The cyclic n-roots problem illustrates the need to apply mixed volumes very well.

from phcpy.families import cyclic
c5 = cyclic(5)
for pol in c5:
    print(pol)

which shows

x0 + x1 + x2 + x3 + x4;
x0*x1 + x1*x2 + x2*x3 + x3*x4 + x4*x0;
x0*x1*x2 + x1*x2*x3 + x2*x3*x4 + x3*x4*x0 + x4*x0*x1;
x0*x1*x2*x3 + x1*x2*x3*x4 + x2*x3*x4*x0 + x3*x4*x0*x1 + x4*x0*x1*x2;
x0*x1*x2*x3*x4 - 1;

The mixed volume equals 70 for this system, and is computed via

mv = mixed_volume(c5)

A random coefficient system has the same monomial structure as the input system, but random coefficients. The start system is made and solved with the code below

vol, q, qsols = make_random_coefficient_system(c5)
len(qsols)

and we see 70 as the output of len(qsols).

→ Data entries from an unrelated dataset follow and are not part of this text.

pub mod adapters;
pub mod app;
pub mod config;
pub mod core;
pub mod domain;
pub mod utils;

pub use app::{build_router, serve, AppState};
pub use config::ServerConfig;
pub use utils::error::{Result, SandboxError};

#[global_allocator]
static GLOBAL: utils::alloc::TrackingAllocator = utils::alloc::TrackingAllocator;
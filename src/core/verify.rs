use crate::app::router::AppState;
use crate::core::params::RequestParams;
use crate::utils::error::Result;
use crate::utils::validation::validate_required_field;
use axum::extract::State;
use axum::http::header::CONTENT_TYPE;
use axum::http::StatusCode;
use axum::response::{IntoResponse, Response};

/// Which configured secret a verification route uses.
#[derive(Debug, Clone, Copy, PartialEq, Eq)]
pub enum RecaptchaKind {
    V3,
    Checkbox,
}

impl RecaptchaKind {
    fn secret_field(self) -> &'static str {
        match self {
            Self::V3 => "recaptcha_v3_secret",
            Self::Checkbox => "recaptcha_checkbox_secret",
        }
    }
}

async fn verify(state: &AppState, kind: RecaptchaKind, params: RequestParams) -> Result<Response> {
    let secret = match kind {
        RecaptchaKind::V3 => &state.config.recaptcha_v3_secret,
        RecaptchaKind::Checkbox => &state.config.recaptcha_checkbox_secret,
    };
    let secret = validate_required_field(kind.secret_field(), secret)?;
    let token = params.get_str("response").unwrap_or_default();

    tracing::debug!("Verifying {:?} token ({} chars)", kind, token.len());
    let reply = state.verifier.verify(&token, secret).await?;

    let content_type = reply
        .content_type
        .unwrap_or_else(|| "application/octet-stream".to_string());
    Ok((StatusCode::OK, [(CONTENT_TYPE, content_type)], reply.body).into_response())
}

pub async fn verify_recaptcha_v3(
    State(state): State<AppState>,
    params: RequestParams,
) -> Result<Response> {
    verify(&state, RecaptchaKind::V3, params).await
}

pub async fn verify_recaptcha_checkbox(
    State(state): State<AppState>,
    params: RequestParams,
) -> Result<Response> {
    verify(&state, RecaptchaKind::Checkbox, params).await
}
use crate::app::router::AppState;
use crate::core::params::RequestParams;
use crate::domain::model::MemorySnapshot;
use crate::utils::error::{Result, SandboxError};
use crate::utils::monitor::SystemMonitor;
use axum::extract::State;
use axum::Json;

pub const DEFAULT_LENGTH: u64 = 100_000_000;

/// Allocates `length` elements, reverses them and drops them.
pub fn allocation_workload(length: u64) -> Result<()> {
    let requested = usize::try_from(length)
        .map_err(|_| SandboxError::AllocationError { requested: usize::MAX })?;

    let mut values: Vec<u32> = Vec::new();
    values
        .try_reserve_exact(requested)
        .map_err(|_| SandboxError::AllocationError { requested })?;

    values.extend((0..requested).map(|i| i as u32));
    values.reverse();
    std::hint::black_box(&values);

    Ok(())
}

pub fn probe(monitor: &SystemMonitor, length: u64) -> Result<MemorySnapshot> {
    allocation_workload(length)?;
    monitor.log_stats("memory probe");
    Ok(monitor.snapshot())
}

pub async fn memory_usage(
    State(state): State<AppState>,
    params: RequestParams,
) -> Result<Json<MemorySnapshot>> {
    let length = params.positive_or("length", DEFAULT_LENGTH);
    tracing::debug!("Running allocation probe with {} elements", length);

    let monitor = state.monitor.clone();
    let snapshot = tokio::task::spawn_blocking(move || probe(&monitor, length))
        .await
        .map_err(|e| SandboxError::TaskError {
            message: e.to_string(),
        })??;

    Ok(Json(snapshot))
}
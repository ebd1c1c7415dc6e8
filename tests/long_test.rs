mod common;

use axum::http::StatusCode;
use common::{body_json, TestApp};
use serde_json::json;
use std::time::Duration;
use tokio::time::Instant;

#[tokio::test(start_paused = true)]
async fn test_long_waits_for_duration() {
    let app = TestApp::new();

    let started = Instant::now();
    let response = app.get("/long?duration=1500").await;

    assert!(started.elapsed() >= Duration::from_millis(1500));
    assert_eq!(response.status(), StatusCode::OK);
    assert_eq!(body_json(response).await, json!({ "message": "OK" }));
}

#[tokio::test(start_paused = true)]
async fn test_long_defaults_to_three_seconds() {
    let app = TestApp::new();

    let started = Instant::now();
    let response = app.get("/long?duration=nope").await;

    assert!(started.elapsed() >= Duration::from_millis(3000));
    assert_eq!(body_json(response).await, json!({ "message": "OK" }));
}

#[tokio::test(start_paused = true)]
async fn test_long_reads_duration_from_body() {
    let app = TestApp::new();

    let started = Instant::now();
    let response = app.post_json("/long", json!({ "duration": 250 })).await;

    let elapsed = started.elapsed();
    assert!(elapsed >= Duration::from_millis(250));
    assert!(elapsed < Duration::from_millis(3000));
    assert_eq!(response.status(), StatusCode::OK);
}

#[tokio::test]
async fn test_long_does_not_block_other_requests() {
    let app = TestApp::new();

    let router = app.router.clone();
    let slow = tokio::spawn(async move {
        use tower::ServiceExt;
        let request = axum::http::Request::get("/long?duration=400")
            .body(axum::body::Body::empty())
            .unwrap();
        router.oneshot(request).await.unwrap()
    });

    tokio::task::yield_now().await;
    let fast = app.get("/export?count=1").await;

    assert_eq!(fast.status(), StatusCode::OK);
    assert!(!slow.is_finished());
    assert_eq!(slow.await.unwrap().status(), StatusCode::OK);
}
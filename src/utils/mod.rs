pub mod alloc;
pub mod error;
pub mod headers;
pub mod logger;
pub mod monitor;
pub mod validation;
use crate::domain::model::MemorySnapshot;
use crate::utils::alloc;
use std::sync::Mutex;
use sysinfo::{Pid, ProcessesToUpdate, System};

/// Reads memory counters for the current process.
pub struct SystemMonitor {
    system: Mutex<System>,
    pid: Option<Pid>,
}

impl SystemMonitor {
    pub fn new() -> Self {
        let pid = match sysinfo::get_current_pid() {
            Ok(pid) => Some(pid),
            Err(e) => {
                tracing::warn!("Cannot resolve current PID, rss will read as 0: {}", e);
                None
            }
        };

        Self {
            system: Mutex::new(System::new()),
            pid,
        }
    }

    /// Resident set size in bytes, 0 when the OS does not report it.
    pub fn resident_bytes(&self) -> u64 {
        let Some(pid) = self.pid else {
            return 0;
        };
        let Ok(mut system) = self.system.lock() else {
            return 0;
        };

        system.refresh_processes(ProcessesToUpdate::Some(&[pid]), true);
        system.process(pid).map(|p| p.memory()).unwrap_or(0)
    }

    pub fn snapshot(&self) -> MemorySnapshot {
        let heap_used = alloc::live_bytes() as u64;
        let heap_total = (alloc::peak_bytes() as u64).max(heap_used);
        let rss = self.resident_bytes();

        MemorySnapshot {
            external: rss.saturating_sub(heap_used),
            heap_total,
            heap_used,
            rss,
        }
    }

    pub fn log_stats(&self, phase: &str) {
        let stats = self.snapshot();
        tracing::debug!(
            "📊 {} - RSS: {}MB, Heap: {}MB used / {}MB peak",
            phase,
            stats.rss / 1024 / 1024,
            stats.heap_used / 1024 / 1024,
            stats.heap_total / 1024 / 1024
        );
    }
}

impl Default for SystemMonitor {
    fn default() -> Self {
        Self::new()
    }
}

#[cfg(test)]
mod tests {
    use super::*;

    #[test]
    fn test_snapshot_is_consistent() {
        let monitor = SystemMonitor::new();
        let stats = monitor.snapshot();
        assert!(stats.heap_total >= stats.heap_used);
        assert_eq!(stats.external, stats.rss.saturating_sub(stats.heap_used));
    }
}
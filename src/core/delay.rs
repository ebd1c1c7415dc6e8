use crate::core::params::RequestParams;
use axum::Json;
use serde_json::{json, Value};
use std::time::Duration;

pub const DEFAULT_DURATION_MS: u64 = 3000;

/// Answers `{ "message": "OK" }` after `duration` milliseconds.
pub async fn long(params: RequestParams) -> Json<Value> {
    let duration = params.positive_or("duration", DEFAULT_DURATION_MS);
    tracing::debug!("Holding response for {}ms", duration);

    tokio::time::sleep(Duration::from_millis(duration)).await;

    Json(json!({ "message": "OK" }))
}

The mixed volume does not count the solutions with zero coordinates. To count all solutions, also those with zero coordinates, the stable mixed volume should be computed.

from phcpy.volumes import stable_mixed_volume

Consider the following example.

pols = ['x^3 + x*y^2 - x^2;', 'x + y - y^3;']

The command

stable_mixed_volume(pols)

returns a tuple of two integers. The first number in the tuple is the mixed volume, the second number is the stable mixed volume, which takes into account the solutions with zero coordinates.